The problem
Among the entries that follow, how many lines contain the string "Copy"? Answer with that number only.

Records supplied
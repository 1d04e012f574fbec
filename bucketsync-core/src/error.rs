//! Error types for bucketsync-core.

use std::path::PathBuf;

use thiserror::Error;

/// All errors that can arise while loading or validating sync settings.
#[derive(Debug, Error)]
pub enum ConfigError {
    /// No bucket / namespace identifier was configured.
    #[error("must set 'bucket'")]
    MissingBucket,

    /// `max_concurrency` must admit at least one job.
    #[error("max_concurrency must be at least 1 (got {value})")]
    InvalidConcurrency { value: usize },

    /// The config file did not exist at the expected path.
    #[error("config file not found at {path}")]
    NotFound { path: PathBuf },

    /// Underlying I/O failure while reading the config file.
    #[error("I/O error at {path}: {source}")]
    Io {
        path: PathBuf,
        #[source]
        source: std::io::Error,
    },

    /// YAML parse error on load; includes file path and line context from serde_yaml.
    #[error("failed to parse config at {path}: {source}")]
    Parse {
        path: PathBuf,
        #[source]
        source: serde_yaml::Error,
    },
}
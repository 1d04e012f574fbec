//! Shared sync entrypoint used by the CLI.

use std::sync::Arc;

use serde::Serialize;

use bucketsync_core::{Job, RunState, SyncSettings, INVALIDATE_ALL};
use bucketsync_store::RemoteStore;

use crate::executor::{self, ExecutionSummary};
use crate::observer::SyncObserver;
use crate::planner;
use crate::SyncError;

/// Outcome of a completed run.
#[derive(Debug, Clone, Serialize)]
pub struct SyncReport {
    pub state: RunState,
    /// Jobs in the plan, invalidation included.
    pub planned: usize,
    pub summary: ExecutionSummary,
}

/// Validate settings, list the target prefix, and build the full job list
/// (invalidation job last, when enabled). Nothing is written.
pub async fn plan<S>(
    settings: &SyncSettings,
    store: &S,
    observer: &dyn SyncObserver,
) -> Result<Vec<Job>, SyncError>
where
    S: RemoteStore + ?Sized,
{
    let settings = settings.clone().sanitize()?;
    observer.state_changed(RunState::Planning);

    let remote = store
        .list(&settings.target)
        .await
        .map_err(|source| SyncError::List {
            prefix: settings.target.clone(),
            source,
        })?;
    tracing::debug!(prefix = %settings.target, listed = remote.len(), "listed remote prefix");

    let mut jobs = planner::plan(
        &settings.source,
        &settings.target,
        &remote,
        &settings.redirects,
        settings.delete,
        observer,
    )?;
    if settings.invalidation_enabled() {
        jobs.push(Job::invalidate(INVALIDATE_ALL));
    }
    Ok(jobs)
}

/// Plan and execute one run.
///
/// Any error leaves the run `Aborted`; the observer sees the transition.
pub async fn sync<S>(
    settings: &SyncSettings,
    store: Arc<S>,
    observer: &dyn SyncObserver,
) -> Result<SyncReport, SyncError>
where
    S: RemoteStore + ?Sized + 'static,
{
    let jobs = match plan(settings, store.as_ref(), observer).await {
        Ok(jobs) => jobs,
        Err(err) => {
            observer.state_changed(RunState::Aborted);
            return Err(err);
        }
    };
    let planned = jobs.len();
    tracing::info!(bucket = %settings.bucket, jobs = planned, "synchronizing");

    let summary = executor::run(jobs, store, settings.max_concurrency, observer).await?;
    Ok(SyncReport {
        state: RunState::Done,
        planned,
        summary,
    })
}
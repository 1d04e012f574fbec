//! # bucketsync-store
//!
//! The object-store boundary the sync core talks to.
//!
//! [`RemoteStore`] is the capability trait; [`DirBucket`] is a bucket backed
//! by a local directory, and [`DryRunStore`] wraps any store so that only
//! listing touches it.

pub mod dir_bucket;
pub mod dry_run;
pub mod error;
pub mod index;
pub mod policy;
pub mod store;

pub use dir_bucket::DirBucket;
pub use dry_run::DryRunStore;
pub use error::RemoteError;
pub use policy::{ObjectHeaders, ObjectPolicy};
pub use store::RemoteStore;
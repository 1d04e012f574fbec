//! Domain types for bucketsync.
//!
//! Jobs are plain values: created once by the planner, consumed once by the
//! executor. Local paths and remote keys are carried as `String` because
//! remote keys are always `/`-separated regardless of platform.

use std::collections::BTreeMap;
use std::fmt;
use std::path::PathBuf;

use serde::{Deserialize, Serialize};

use crate::config::DEFAULT_MAX_CONCURRENCY;

/// Invalidation pattern covering every cached path.
pub const INVALIDATE_ALL: &str = "/*";

/// Redirect source key → redirect target.
pub type RedirectTable = BTreeMap<String, String>;

// ---------------------------------------------------------------------------
// Jobs
// ---------------------------------------------------------------------------

/// What a [`Job`] does against the remote store.
#[derive(Debug, Clone, Copy, PartialEq, Eq, Hash, PartialOrd, Ord, Serialize, Deserialize)]
#[serde(rename_all = "snake_case")]
pub enum JobAction {
    Upload,
    Redirect,
    Delete,
    InvalidateCache,
}

impl fmt::Display for JobAction {
    fn fmt(&self, f: &mut fmt::Formatter<'_>) -> fmt::Result {
        match self {
            JobAction::Upload => write!(f, "upload"),
            JobAction::Redirect => write!(f, "redirect"),
            JobAction::Delete => write!(f, "delete"),
            JobAction::InvalidateCache => write!(f, "invalidate"),
        }
    }
}

/// A single unit of work for the executor.
///
/// `local` is a filesystem path for uploads, the redirect source key for
/// redirects, and absent for deletes and invalidations.
#[derive(Debug, Clone, PartialEq, Eq, Hash, Serialize)]
pub struct Job {
    action: JobAction,
    #[serde(skip_serializing_if = "Option::is_none")]
    local: Option<String>,
    remote: String,
}

impl Job {
    pub fn upload(local: impl Into<String>, remote: impl Into<String>) -> Self {
        Self {
            action: JobAction::Upload,
            local: Some(local.into()),
            remote: remote.into(),
        }
    }

    pub fn redirect(source: impl Into<String>, target: impl Into<String>) -> Self {
        Self {
            action: JobAction::Redirect,
            local: Some(source.into()),
            remote: target.into(),
        }
    }

    pub fn delete(remote: impl Into<String>) -> Self {
        Self {
            action: JobAction::Delete,
            local: None,
            remote: remote.into(),
        }
    }

    pub fn invalidate(pattern: impl Into<String>) -> Self {
        Self {
            action: JobAction::InvalidateCache,
            local: None,
            remote: pattern.into(),
        }
    }

    pub fn action(&self) -> JobAction {
        self.action
    }

    pub fn local(&self) -> Option<&str> {
        self.local.as_deref()
    }

    pub fn remote(&self) -> &str {
        &self.remote
    }

    pub fn is_invalidation(&self) -> bool {
        self.action == JobAction::InvalidateCache
    }
}

impl fmt::Display for Job {
    fn fmt(&self, f: &mut fmt::Formatter<'_>) -> fmt::Result {
        match &self.local {
            Some(local) => write!(f, "{} {} -> {}", self.action, local, self.remote),
            None => write!(f, "{} {}", self.action, self.remote),
        }
    }
}

// ---------------------------------------------------------------------------
// Run state
// ---------------------------------------------------------------------------

/// Lifecycle of a single sync run.
#[derive(Debug, Clone, Copy, PartialEq, Eq, Serialize)]
#[serde(rename_all = "lowercase")]
pub enum RunState {
    Planning,
    Dispatching,
    Invalidating,
    Done,
    Aborted,
}

impl RunState {
    pub fn is_terminal(self) -> bool {
        matches!(self, RunState::Done | RunState::Aborted)
    }
}

impl fmt::Display for RunState {
    fn fmt(&self, f: &mut fmt::Formatter<'_>) -> fmt::Result {
        match self {
            RunState::Planning => write!(f, "planning"),
            RunState::Dispatching => write!(f, "dispatching"),
            RunState::Invalidating => write!(f, "invalidating"),
            RunState::Done => write!(f, "done"),
            RunState::Aborted => write!(f, "aborted"),
        }
    }
}

// ---------------------------------------------------------------------------
// Settings
// ---------------------------------------------------------------------------

/// Per-object header rules consumed by the store when uploading.
///
/// `content_type` and `content_encoding` are keyed by file extension
/// (`.svg`); the other tables are keyed by glob pattern over the remote key.
#[derive(Debug, Clone, PartialEq, Eq, Default, Serialize, Deserialize)]
#[serde(default)]
pub struct ObjectPolicyConfig {
    pub access: BTreeMap<String, String>,
    pub cache_control: BTreeMap<String, String>,
    pub content_type: BTreeMap<String, String>,
    pub content_encoding: BTreeMap<String, String>,
    pub metadata: BTreeMap<String, BTreeMap<String, String>>,
}

/// Everything a sync run needs, as read from the config file and CLI flags.
#[derive(Debug, Clone, PartialEq, Eq, Serialize, Deserialize)]
#[serde(default)]
pub struct SyncSettings {
    /// Bucket / namespace identifier of the remote store.
    pub bucket: String,
    /// Local directory to mirror.
    pub source: PathBuf,
    /// Remote prefix objects are placed under.
    pub target: String,
    /// Delete remote objects that have no local counterpart.
    pub delete: bool,
    pub redirects: RedirectTable,
    /// Cache distribution to invalidate after a successful run.
    #[serde(skip_serializing_if = "Option::is_none")]
    pub invalidate: Option<String>,
    pub max_concurrency: usize,
    pub dry_run: bool,
    pub objects: ObjectPolicyConfig,
}

impl Default for SyncSettings {
    fn default() -> Self {
        Self {
            bucket: String::new(),
            source: PathBuf::from("."),
            target: String::new(),
            delete: false,
            redirects: RedirectTable::new(),
            invalidate: None,
            max_concurrency: DEFAULT_MAX_CONCURRENCY,
            dry_run: false,
            objects: ObjectPolicyConfig::default(),
        }
    }
}

impl SyncSettings {
    pub fn invalidation_enabled(&self) -> bool {
        self.invalidate.as_deref().is_some_and(|d| !d.is_empty())
    }
}

// ---------------------------------------------------------------------------
// Tests
// ---------------------------------------------------------------------------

Result for this task
2